I mention all that to say that Run Dan Run sounds like Turin Brakes, and that’s a compliment in my book. (That payoff probably wasn’t as good as the setup warranted.) Run Dan Run’s Normal is a solid collection of acoustic/electric tunes that works incredibly well as a whole album, in addition to its single-producing abilities.
The fullness includes horns, drums and earthy electric guitar on “Lovesick Animal,” as well as some sort of synth/keyboard on “Box-Type Love.” These songs are the catchiest of the lot, offering up hooky vocal lines and intriguing tones to assert dominance over whatever was happening in your musical brain before this (for me: Sleeping at Last). “Box-Type Love” is especially potent in this regard, as you’ll be humming the nonsensical, titular hook after all is said and done.
The lyric probably makes sense in context, but the lyrics aren’t foregrounded in the mix. This is an album about the sound of things, and a carefully constructed one at that. This detailed attention to craft is much more comparable to The Walkmen (Ed. note: two days of Walkmen references in a row!) than Mumford and Sons or even Coldplay.
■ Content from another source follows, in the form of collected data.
impl<G, B> Mixture<G, Bayesian<B>>
where
    G: GatingPrior + Sampleable<Categorical> + fmt::Debug + Send + Sync,
    B: BasisPredictive + Sampleable<B::Likelihood> + fmt::Debug + Send + Sync,
{
    /// ln E[πₖ] + ln p̂ₖ(z), N × K, in whitened space
    fn ln_joint_predictive(&self, inputs: &[DVector<f64>]) -> Result<DMatrix<f64>> {
        let ln_weights = ln_mean_weights(self.gating.posterior());
        let preds = self
            .components
            .iter()
            .map(|c| c.posterior().posterior_predictive())
            .collect::<Result<Vec<_>>>()?;
        let zs = apply_transform(self.input_transform.as_ref(), inputs, "input")?;
        for z in &zs {
            if let Some(c) = self.components.first() {
                c.posterior().check_datum(z)?;
            }
        }
        Ok(DMatrix::from_fn(zs.len(), self.size(), |n, k| {
            ln_weights[k] + preds[k].ln_f(&zs[n])
        }))
    }

    /// Posterior probability of each component for each input, N × K
    pub fn meanfield_predictive_activation(
        &self,
        inputs: &[DVector<f64>],
    ) -> Result<DMatrix<f64>> {
        let mut joint = self.ln_joint_predictive(inputs)?;
        for n in 0..joint.nrows() {
            let row: Vec<f64> = joint.row(n).iter().copied().collect();
            let z = logsumexp(&row);
            joint.row_mut(n).iter_mut().for_each(|l| *l = (*l - z).exp());
        }
        Ok(joint)
    }

    /// ln p(x) of each input under the posterior predictive mixture, in the
    /// original input space
    pub fn log_predictive_density(&self, inputs: &[DVector<f64>]) -> Result<Vec<f64>> {
        let joint = self.ln_joint_predictive(inputs)?;
        let ln_jacobian = self.input_transform.as_ref().map_or(0.0, |t| t.ln_abs_det());
        Ok((0..joint.nrows())
            .map(|n| {
                let row: Vec<f64> = joint.row(n).iter().copied().collect();
                logsumexp(&row) + ln_jacobian
            })
            .collect())
    }
}

#[cfg(test)]
mod tests {
    use super::*;
    use crate::dist::{
        MatrixNormalWishart, NormalWishart, StickBreaking,
    };
    use crate::mixture::{MixtureOfGaussians, MixtureOfLinearGaussians};
    use rand::SeedableRng;
    use rand_xoshiro::Xoshiro256Plus;

    const TOL: f64 = 1E-9;

    fn line(n: usize) -> (Vec<DVector<f64>>, Vec<DVector<f64>>) {
        let inputs: Vec<DVector<f64>> = (0..n)
            .map(|i| DVector::from_element(1, -1.0 + 2.0 * i as f64 / (n - 1) as f64))
            .collect();
        let targets = inputs
            .iter()
            .enumerate()
            .map(|(i, x)| DVector::from_element(1, 2.0 * x[0] + 0.5 + 0.01 * ((i as f64) * 0.7).sin()))
            .collect();
        (targets, inputs)
    }

    fn fitted(whiten: bool) -> (MixtureOfLinearGaussians<StickBreaking>, Vec<DVector<f64>>, Vec<DVector<f64>>) {
        let mut rng = Xoshiro256Plus::seed_from_u64(17);
        let k = 3;
        let components = (0..k)
            .map(|_| {
                let basis = NormalWishart::new(
                    DVector::zeros(1),
                    0.05,
                    DMatrix::identity(1, 1),
                    3.0,
                )
                .unwrap();
                let model = MatrixNormalWishart::new(
                    DMatrix::zeros(1, 2),
                    DMatrix::identity(2, 2) * 0.01,
                    DMatrix::identity(1, 1),
                    3.0,
                    true,
                )
                .unwrap();
                Component::new(basis, model, &mut rng)
            })
            .collect();
        let gating = StickBreaking::dirichlet_process(k, 1.0).unwrap();
        let mut mixture = Mixture::new(gating, components, &mut rng).unwrap();
        let (targets, inputs) = line(100);
        mixture
            .add_data(&targets, &inputs, whiten, None, None, &mut rng)
            .unwrap();
        mixture.resample(10, &mut rng).unwrap();
        mixture.meanfield_coordinate_descent(1e-8, 50, false).unwrap();
        (mixture, targets, inputs)
    }

    #[test]
    fn prediction_kind_parses_case_insensitively() {
        assert_eq!("average".parse(), Ok(PredictionKind::Average));
        assert_eq!("Mode".parse(), Ok(PredictionKind::Mode));
        assert!("median".parse::<PredictionKind>().is_err());
    }

    #[test]
    fn prediction_recovers_a_line() {
        let (mixture, targets, inputs) = fitted(false);
        let pred = mixture
            .meanfield_prediction(&inputs, Some(&targets), PredictionKind::Average)
            .unwrap();
        assert_eq!(pred.mean.shape(), (100, 1));
        assert!(pred.mse(&targets) < 1e-2);
        assert!(pred.variance.iter().all(|&v| v > 0.0));
        assert!(pred.nlpd.unwrap().iter().all(|v| v.is_finite()));
    }

    #[test]
    fn whitened_prediction_is_in_target_space() {
        let (mixture, targets, inputs) = fitted(true);
        assert!(mixture.target_transform().is_some());
        let pred = mixture
            .meanfield_prediction(&inputs, None, PredictionKind::Mode)
            .unwrap();
        assert!(pred.mse(&targets) < 1e-2);
        assert!(pred.nlpd.is_none());
    }

    #[test]
    fn mode_and_average_share_the_mixture_nlpd() {
        let (mixture, targets, inputs) = fitted(true);
        let average = mixture
            .meanfield_prediction(&inputs, Some(&targets), PredictionKind::Average)
            .unwrap();
        let mode = mixture
            .meanfield_prediction(&inputs, Some(&targets), PredictionKind::Mode)
            .unwrap();
        for (a, m) in average.nlpd.unwrap().iter().zip(mode.nlpd.unwrap()) {
            assert::close(*a, m, TOL);
        }
    }

    #[test]
    fn parallel_prediction_matches_serial() {
        let (mixture, targets, inputs) = fitted(false);
        let serial = mixture
            .meanfield_prediction(&inputs, Some(&targets), PredictionKind::Average)
            .unwrap();
        let parallel = mixture
            .parallel_meanfield_prediction(&inputs, Some(&targets), false, PredictionKind::Average)
            .unwrap();
        approx::assert_relative_eq!(serial.mean, parallel.mean, epsilon = TOL);
        approx::assert_relative_eq!(serial.variance, parallel.variance, epsilon = TOL);
        assert_eq!(serial.nlpd.map(|v| v.len()), parallel.nlpd.map(|v| v.len()));
    }

    #[test]
    fn activations_are_normalized() {
        let (mixture, _, inputs) = fitted(false);
        for sparse in [false, true] {
            let act = mixture.meanfield_predictive_activation(&inputs, sparse).unwrap();
            assert_eq!(act.shape(), (100, 3));
            for row in act.row_iter() {
                assert::close(row.sum(), 1.0, TOL);
            }
        }
    }

    #[test]
    fn mismatched_targets_are_rejected() {
        let (mixture, targets, inputs) = fitted(false);
        let res = mixture.meanfield_prediction(&inputs, Some(&targets[..10]), PredictionKind::Average);
        assert!(matches!(res, Err(Error::DimensionMismatch { .. })));
    }

    #[test]
    fn density_mixture_predictive_is_normalized_in_one_dimension() {
        let mut rng = Xoshiro256Plus::seed_from_u64(3);
        let experts = (0..2)
            .map(|_| {
                let prior =
                    NormalWishart::new(DVector::zeros(1), 0.1, DMatrix::identity(1, 1), 2.0)
                        .unwrap();
                Bayesian::new(prior, &mut rng)
            })
            .collect();
        let gating = StickBreaking::dirichlet_process(2, 1.0).unwrap();
        let mut mixture: MixtureOfGaussians<StickBreaking> =
            Mixture::new(gating, experts, &mut rng).unwrap();
        let xs: Vec<DVector<f64>> = (0..50)
            .map(|i| DVector::from_element(1, if i % 2 == 0 { 1.0 } else { -1.0 } + 0.01 * i as f64))
            .collect();
        mixture.add_data(&xs, true, None, &mut rng).unwrap();
        mixture.meanfield_coordinate_descent(1e-8, 30, false).unwrap();

        // trapezoid rule over a wide grid
        let h = 0.01;
        let grid: Vec<DVector<f64>> = (0..4001)
            .map(|i| DVector::from_element(1, -20.0 + h * i as f64))
            .collect();
        let mass: f64 = mixture
            .log_predictive_density(&grid)
            .unwrap()
            .iter()
            .map(|l| l.exp() * h)
            .sum();
        assert::close(mass, 1.0, 1e-2);

        let act = mixture.meanfield_predictive_activation(&xs).unwrap();
        for row in act.row_iter() {
            assert::close(row.sum(), 1.0, TOL);
        }
    }
}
Not that Coldplay doesn’t pay attention to the sound of things (they certainly did in Parachutes, and since Eno came on board, increasingly do), but the little flourishes are more easily recognizable as mattering than in other albums: The background keys in “Gestures and Patterns,” the mere presence of the instrumental “Intro,” the woozy bass tone in “Fresh Faces,” and the gently dissolving closer “In Parts.” This album belongs in the conversation alongside bands like Turin Brakes and The National: Old souls making contemplative music that gets labeled rock for lack of a better term.
There’s much more and nothing left to say about Normal. I could go on about individual tunes, but the main points have already been said: this is a beautiful album for the album’s sake that also has some great singles on it. Run Dan Run has succeeded in a rare task, and you should check it out.